🤖 AI Summary
This work addresses the challenges of parameter explosion and difficulty in modeling inter-class joint dependencies in high-dimensional categorical space classification. The authors propose an identifiable reduced-rank spatial multinomial model that captures class-specific spatial effects through shared low-dimensional latent factors, substantially reducing parameter dimensionality while preserving the dependence structure among categories. To overcome the failure of conventional conjugate priors and Pólya-Gamma augmentation under this factorized formulation, they develop a Gibbs sampling algorithm incorporating Metropolis–Hastings updates based on Laplace approximations. Simulations demonstrate the effectiveness of the proposed dimension selection and proposal distributions, and the method enables scalable inference in mapping dominant tree species across the Blue Ridge Mountains, supporting flexible predictions for individual classes, unions of classes, and aggregated regional summaries.
📝 Abstract
We develop an identifiable reduced-rank spatial multinomial model for categorical data with many classes.

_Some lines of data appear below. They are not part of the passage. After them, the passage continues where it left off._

use crate::{
    math::{self, Vec3},
    MeshError,
};
use heightfield::Heightfield;
use log::debug;

/// A centered, scaled terrain mesh.
///
/// Vertices are laid out row-major with one vertex per grid sample;
/// mesh row 0 is the raster's *southernmost* row, so the mesh reads
/// north-up when y points up. The grid is centered so its midpoint
/// sits on the origin, and elevations are centered on their mean.
#[derive(Debug, Clone, PartialEq)]
pub struct TerrainMesh {
    /// One vertex per grid sample, row-major, south row first.
    vertices: Vec<Vec3>,

    /// Quad faces, wound consistently; indices into `vertices`.
    faces: Vec<[u32; 4]>,

    rows: usize,
    cols: usize,

    /// Axis-aligned bounding box of the centered vertices. No-data
    /// elevations are excluded from the z range.
    extents_min: Vec3,
    extents_max: Vec3,

    /// Mean of the centered elevations.
    ///
    /// Path planners read this as the "ground reference height". It
    /// is returned here explicitly rather than written back into the
    /// heightfield, so the mesh build and the path plan can't race
    /// through a shared mutable field.
    ground_reference: f64,
}

impl TerrainMesh {
    pub fn builder() -> TerrainMeshBuilder {
        TerrainMeshBuilder {
            z_scale: 1.0,
            image_sample: 1.0,
        }
    }

    /// One vertex per grid sample.
    pub fn vertices(&self) -> &[Vec3] {
        &self.vertices
    }

    /// `(rows-1) * (cols-1)` quad faces.
    pub fn faces(&self) -> &[[u32; 4]] {
        &self.faces
    }

    pub fn rows(&self) -> usize {
        self.rows
    }

    pub fn cols(&self) -> usize {
        self.cols
    }

    /// Bounding box of the centered vertices, `(min, max)`.
    pub fn extents(&self) -> (Vec3, Vec3) {
        (self.extents_min, self.extents_max)
    }

    /// Mean of the centered elevations, the planners' ground
    /// reference height.
    pub fn ground_reference(&self) -> f64 {
        self.ground_reference
    }

    /// Vertex at mesh coordinates (column, mesh row).
    pub fn vertex(&self, col: usize, mesh_row: usize) -> Vec3 {
        self.vertices[mesh_row * self.cols + col]
    }

    /// Centered elevation at raster coordinates (column, raster row).
    ///
    /// Raster rows count from the north edge; this undoes the mesh's
    /// south-up flip so callers can index with raster bookkeeping.
    pub fn centered_elevation(&self, col: usize, raster_row: usize) -> f64 {
        self.vertex(col, self.rows - 1 - raster_row).z
    }
}

/// Builds a [`TerrainMesh`] from a [`Heightfield`].
pub struct TerrainMeshBuilder {
    /// Vertical exaggeration applied to every elevation (defaults
    /// to 1).
    z_scale: f64,

    /// Fraction the raster was resampled by before import (defaults
    /// to 1, i.e. full resolution).
    image_sample: f64,
}

impl TerrainMeshBuilder {
    /// Vertical exaggeration factor, must be positive.
    #[must_use]
    pub fn z_scale(mut self, factor: f64) -> Self {
        self.z_scale = factor;
        self
    }

    /// Resampling fraction applied upstream, must be positive.
    #[must_use]
    pub fn image_sample(mut self, ratio: f64) -> Self {
        self.image_sample = ratio;
        self
    }

    pub fn build(&self, heightfield: &Heightfield) -> Result<TerrainMesh, MeshError> {
        if !(self.z_scale > 0.0) {
            return Err(MeshError::Builder("z_scale"));
        }
        if !(self.image_sample > 0.0) {
            return Err(MeshError::Builder("image_sample"));
        }

        let now = std::time::Instant::now();
        let (rows, cols) = (heightfield.rows(), heightfield.cols());

        // Elevations arrive in raw linear units; dividing by the
        // pixel ground size puts them in the same units as the pixel
        // index grid, and the resample fraction rescales them to the
        // resampled grid.
        let xy_ratio = self.image_sample / heightfield.pixel_size().0.abs();

        // Scale and flip vertically in one pass: mesh row 0 holds the
        // raster's southernmost row, matching a y-up index grid.
        let mut z = Vec::with_capacity(rows * cols);
        for raster_row in (0..rows).rev() {
            for col in 0..cols {
                z.push(heightfield.get_unchecked(col, raster_row) * self.z_scale * xy_ratio);
            }
        }

        let z_min = math::nan_min(z.iter().copied()).ok_or(MeshError::NoValidElevationData)?;
        let z_max = math::nan_max(z.iter().copied()).ok_or(MeshError::NoValidElevationData)?;

        // Center elevations on their mean, then record the mean of
        // the *centered* elevations as the refined ground reference
        // the path planners consume.
        let z_mean = math::nan_mean(z.iter().copied()).ok_or(MeshError::NoValidElevationData)?;
        for v in &mut z {
            *v -= z_mean;
        }
        let ground_reference = math::nan_mean(z.iter().copied()).unwrap_or(0.0);

        let center = heightfield.pixel_center();
        #[allow(clippy::cast_precision_loss)]
        let vertices: Vec<Vec3> = (0..rows)
            .flat_map(|mesh_row| {
                (0..cols).map(move |col| (mesh_row, col))
            })
            .zip(z.iter())
            .map(|((mesh_row, col), &z)| {
                Vec3::new(
                    col as f64 - center.x,
                    mesh_row as f64 - center.y,
                    z,
                )
            })
            .collect();

        // One quad per interior cell: cells in the last column are
        // skipped so faces never wrap around a row boundary.
        #[allow(clippy::cast_possible_truncation)]
        let faces: Vec<[u32; 4]> = (0..(rows - 1) * cols)
            .filter(|i| (i + 1) % cols != 0)
            .map(|i| {
                let (i, c) = (i as u32, cols as u32);
                [i + c, i + c + 1, i + 1, i]
            })
            .collect();
        debug_assert_eq!(faces.len(), (rows - 1) * (cols - 1));

        #[allow(clippy::cast_precision_loss)]
        let (extents_min, extents_max) = (
            Vec3::new(-center.x, -center.y, z_min - z_mean),
            Vec3::new(
                (cols - 1) as f64 - center.x,
                (rows - 1) as f64 - center.y,
                z_max - z_mean,
            ),
        );

        debug!(
            "mesh; {}x{} grid, {} vertices, {} faces, z range [{:.3}, {:.3}], exec: {:?}",
            cols,
            rows,
            vertices.len(),
            faces.len(),
            z_min - z_mean,
            z_max - z_mean,
            now.elapsed(),
        );

        Ok(TerrainMesh {
            vertices,
            faces,
            rows,
            cols,
            extents_min,
            extents_max,
            ground_reference,
        })
    }
}
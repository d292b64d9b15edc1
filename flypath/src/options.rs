use clap::{Parser, Subcommand, ValueEnum};
use flyover::Pattern;
use std::path::PathBuf;

/// Plan cinematic camera flyovers over a DEM raster.
#[derive(Parser, Debug, Clone)]
pub struct Cli {
    /// ESRI ASCII grid (.asc) holding the elevation raster.
    #[arg(short, long)]
    pub dem: PathBuf,

    /// Flyover pattern.
    #[arg(short, long, value_enum, default_value = "none")]
    pub pattern: PatternArg,

    /// Vertical exaggeration applied to elevations.
    #[arg(short, long, default_value_t = 1.0)]
    pub z_scale: f64,

    /// Fraction the raster was resampled by before import.
    #[arg(short, long, default_value_t = 1.0)]
    pub image_sample: f64,

    /// Output resolution tag, forwarded to the render host.
    #[arg(short, long, value_enum, default_value = "1080p")]
    pub resolution: Resolution,

    #[command(subcommand)]
    pub cmd: Command,
}

/// Command-line spelling of the flight patterns.
#[derive(ValueEnum, Debug, Clone, Copy, PartialEq, Eq)]
pub enum PatternArg {
    /// Static overview, no flight.
    None,
    Linear,
    Circle,
    Diamond,
}

impl From<PatternArg> for Pattern {
    fn from(arg: PatternArg) -> Self {
        match arg {
            PatternArg::None => Pattern::Static,
            PatternArg::Linear => Pattern::Linear,
            PatternArg::Circle => Pattern::Circle,
            PatternArg::Diamond => Pattern::Diamond,
        }
    }
}

/// 16:9 output resolutions understood by the render host.
#[derive(ValueEnum, Debug, Clone, Copy, PartialEq, Eq)]
pub enum Resolution {
    #[value(name = "180p")]
    R180,
    #[value(name = "360p")]
    R360,
    #[value(name = "480p")]
    R480,
    #[value(name = "720p")]
    R720,
    #[value(name = "1080p")]
    R1080,
}

impl Resolution {
    /// Frame size in pixels.
    pub fn frame_size(self) -> (u32, u32) {
        match self {
            Self::R180 => (320, 180),
            Self::R360 => (640, 360),
            Self::R480 => (854, 480),
            Self::R720 => (1280, 720),
            Self::R1080 => (1920, 1080),
        }
    }
}

#[derive(Debug, Subcommand, Clone)]
pub enum Command {
    /// Print waypoints to stdout.
    Csv,

    /// Print the full planned path as JSON.
    Json,

    /// Plan against a recording scene host and print what would be
    /// created.
    Summary,
}

#[cfg(test)]
mod tests {
    use super::{PatternArg, Resolution};
    use flyover::Pattern;

    #[test]
    fn test_pattern_mapping() {
        assert_eq!(Pattern::from(PatternArg::None), Pattern::Static);
        assert_eq!(Pattern::from(PatternArg::Diamond), Pattern::Diamond);
    }

    #[test]
    fn test_frame_sizes_are_16_9() {
        for resolution in [
            Resolution::R180,
            Resolution::R360,
            Resolution::R720,
            Resolution::R1080,
        ] {
            let (w, h) = resolution.frame_size();
            assert_eq!(w * 9, h * 16);
        }
        // 480p rounds 853.33 up to an even width.
        assert_eq!(Resolution::R480.frame_size(), (854, 480));
    }
}
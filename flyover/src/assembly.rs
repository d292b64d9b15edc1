//! Trajectory assembly.
//!
//! Realizes a planned [`FlyoverPath`] as host scene objects through
//! the [`SceneHost`] interface. Every created object is returned as a
//! handle on the [`FlyoverRig`]; nothing is ever located by scanning
//! scene state.

use crate::{
    path::{CameraOptics, FlyoverPath, Pattern, TrackingPolicy},
    AssemblyError,
};
use log::debug;
use terramesh::{math::Vec3, TerrainMesh};

/// Total animation length driven onto the follow-path constraint.
pub const ANIMATION_FRAMES: u32 = 1440;

/// Track-to constraint axis conventions.
///
/// Both use y as the up axis.
#[derive(Debug, Clone, Copy, PartialEq, Eq)]
pub enum TrackAxis {
    /// Point the object's negative z axis at the target.
    NegativeZ,
    /// Point the object's positive z axis at the target.
    PositiveZ,
}

/// Narrow interface onto the scene-hosting environment.
///
/// Creation methods return `None` when the host fails to produce an
/// object; [`assemble`] treats that as fatal and stops issuing host
/// calls.
pub trait SceneHost {
    type Handle: Clone;

    /// Creates a mesh object from terrain vertices and quad faces.
    fn create_mesh(&mut self, mesh: &TerrainMesh, name: &str) -> Option<Self::Handle>;

    /// Creates a polyline curve. `points` are expressed relative to
    /// `origin`, which becomes the curve object's location.
    fn create_curve(&mut self, name: &str, origin: Vec3, points: &[Vec3])
        -> Option<Self::Handle>;

    fn create_camera(&mut self, position: Vec3) -> Option<Self::Handle>;

    /// Creates an empty marker object used as a tracking target.
    fn create_marker(&mut self, position: Vec3) -> Option<Self::Handle>;

    /// Constrains `object` to orient one of its axes at `target`.
    fn track_to(&mut self, object: &Self::Handle, target: &Self::Handle, axis: TrackAxis);

    /// Constrains `object`'s position to ride along `curve`.
    fn follow_path(&mut self, object: &Self::Handle, curve: &Self::Handle);

    fn set_camera_optics(&mut self, camera: &Self::Handle, optics: &CameraOptics);

    /// Sets the total animation duration, in frames.
    fn set_animation_length(&mut self, frames: u32);
}

/// Handles to the scene objects created for one flyover.
#[derive(Debug, Clone)]
pub struct FlyoverRig<H> {
    pub camera: H,
    /// The flight curve; absent for a static placement.
    pub curve: Option<H>,
    /// The tracking marker; absent when the camera tracks the curve.
    pub target: Option<H>,
}

/// Builds the camera rig for a planned path.
///
/// The camera starts at the first waypoint. Multi-waypoint paths get
/// a curve whose control points are stored relative to that first
/// waypoint, with the camera (and tracking marker, if any) riding it
/// via follow-path constraints.
pub fn assemble<H: SceneHost>(
    host: &mut H,
    path: &FlyoverPath,
) -> Result<FlyoverRig<H::Handle>, AssemblyError> {
    let start = *path.waypoints.first().ok_or(AssemblyError::EmptyPath)?;

    let curve = if path.waypoints.len() > 1 {
        let relative: Vec<Vec3> = path.waypoints.iter().map(|&w| w - start).collect();
        let curve = host
            .create_curve(curve_name(path.pattern), start, &relative)
            .ok_or(AssemblyError::HostObject("curve"))?;
        Some(curve)
    } else {
        None
    };

    let camera = host
        .create_camera(start)
        .ok_or(AssemblyError::HostObject("camera"))?;
    host.set_camera_optics(&camera, &path.optics);

    let target = match path.tracking {
        TrackingPolicy::StaticTarget(point) | TrackingPolicy::FollowExplicitTarget(point) => {
            let marker = host
                .create_marker(point)
                .ok_or(AssemblyError::HostObject("camera target"))?;
            host.track_to(&camera, &marker, TrackAxis::NegativeZ);
            Some(marker)
        }
        TrackingPolicy::FollowCurveTangent => {
            if let Some(curve) = &curve {
                host.track_to(&camera, curve, TrackAxis::PositiveZ);
            }
            None
        }
    };

    if let Some(curve) = &curve {
        host.follow_path(&camera, curve);
        if let Some(target) = &target {
            // The marker rides the curve too, so camera and target
            // move together.
            host.follow_path(target, curve);
        }
        host.set_animation_length(ANIMATION_FRAMES);
    }

    debug!(
        "assembled {:?} rig; curve: {}, target: {}",
        path.pattern,
        curve.is_some(),
        target.is_some()
    );

    Ok(FlyoverRig {
        camera,
        curve,
        target,
    })
}

fn curve_name(pattern: Pattern) -> &'static str {
    match pattern {
        Pattern::Static => "OverviewPath",
        Pattern::Linear => "LinearPath",
        Pattern::Circle => "OrbitPath",
        Pattern::Diamond => "DiamondPath",
    }
}
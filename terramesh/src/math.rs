//! Planar and 3D helpers shared by mesh construction and path
//! planning.

use geo::{geometry::Point, EuclideanDistance};
use num_traits::{Float, FromPrimitive};

/// A point or offset in scene space.
#[derive(Debug, Clone, Copy, PartialEq, Default)]
pub struct Vec3 {
    pub x: f64,
    pub y: f64,
    pub z: f64,
}

impl Vec3 {
    pub const fn new(x: f64, y: f64, z: f64) -> Self {
        Self { x, y, z }
    }

    /// Projection onto the xy plane.
    pub fn planar(&self) -> Point<f64> {
        Point::new(self.x, self.y)
    }
}

impl std::ops::Sub for Vec3 {
    type Output = Self;

    fn sub(self, rhs: Self) -> Self {
        Self::new(self.x - rhs.x, self.y - rhs.y, self.z - rhs.z)
    }
}

/// Euclidean distance between two points in the xy plane, z ignored.
pub fn planar_distance(a: Vec3, b: Vec3) -> f64 {
    a.planar().euclidean_distance(&b.planar())
}

/// Componentwise midpoint of two points.
pub fn midpoint(a: Vec3, b: Vec3) -> Vec3 {
    Vec3::new(
        (a.x + b.x) / 2.0,
        (a.y + b.y) / 2.0,
        (a.z + b.z) / 2.0,
    )
}

/// Smallest non-NaN value, or `None` when every value is NaN.
pub fn nan_min<T, I>(values: I) -> Option<T>
where
    T: Float,
    I: IntoIterator<Item = T>,
{
    values
        .into_iter()
        .filter(|v| !v.is_nan())
        .fold(None, |acc, v| Some(acc.map_or(v, |m: T| m.min(v))))
}

/// Largest non-NaN value, or `None` when every value is NaN.
pub fn nan_max<T, I>(values: I) -> Option<T>
where
    T: Float,
    I: IntoIterator<Item = T>,
{
    values
        .into_iter()
        .filter(|v| !v.is_nan())
        .fold(None, |acc, v| Some(acc.map_or(v, |m: T| m.max(v))))
}

/// Mean of the non-NaN values, or `None` when every value is NaN.
pub fn nan_mean<T, I>(values: I) -> Option<T>
where
    T: Float + FromPrimitive,
    I: IntoIterator<Item = T>,
{
    let (sum, count) = values
        .into_iter()
        .filter(|v| !v.is_nan())
        .fold((T::zero(), 0_usize), |(sum, count), v| {
            (sum + v, count + 1)
        });
    match count {
        0 => None,
        _ => T::from_usize(count).map(|n| sum / n),
    }
}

The model represents class-specific spatial effects through a low-dimensional set of shared latent factors, substantially reducing parameter dimension while preserving joint dependence across classes. Because standard conjugate and Pólya-Gamma methods fail under this factorization, we propose a Gibbs sampler using Laplace-approximation proposals within Metropolis-Hastings updates. Simulation studies examine dimension selection and the accuracy of the Laplace proposals. An application to dominant tree species mapping in the Blue Ridge Mountains demonstrates scalable inference and flexible joint predictions for individual classes, class unions, and area-level summaries.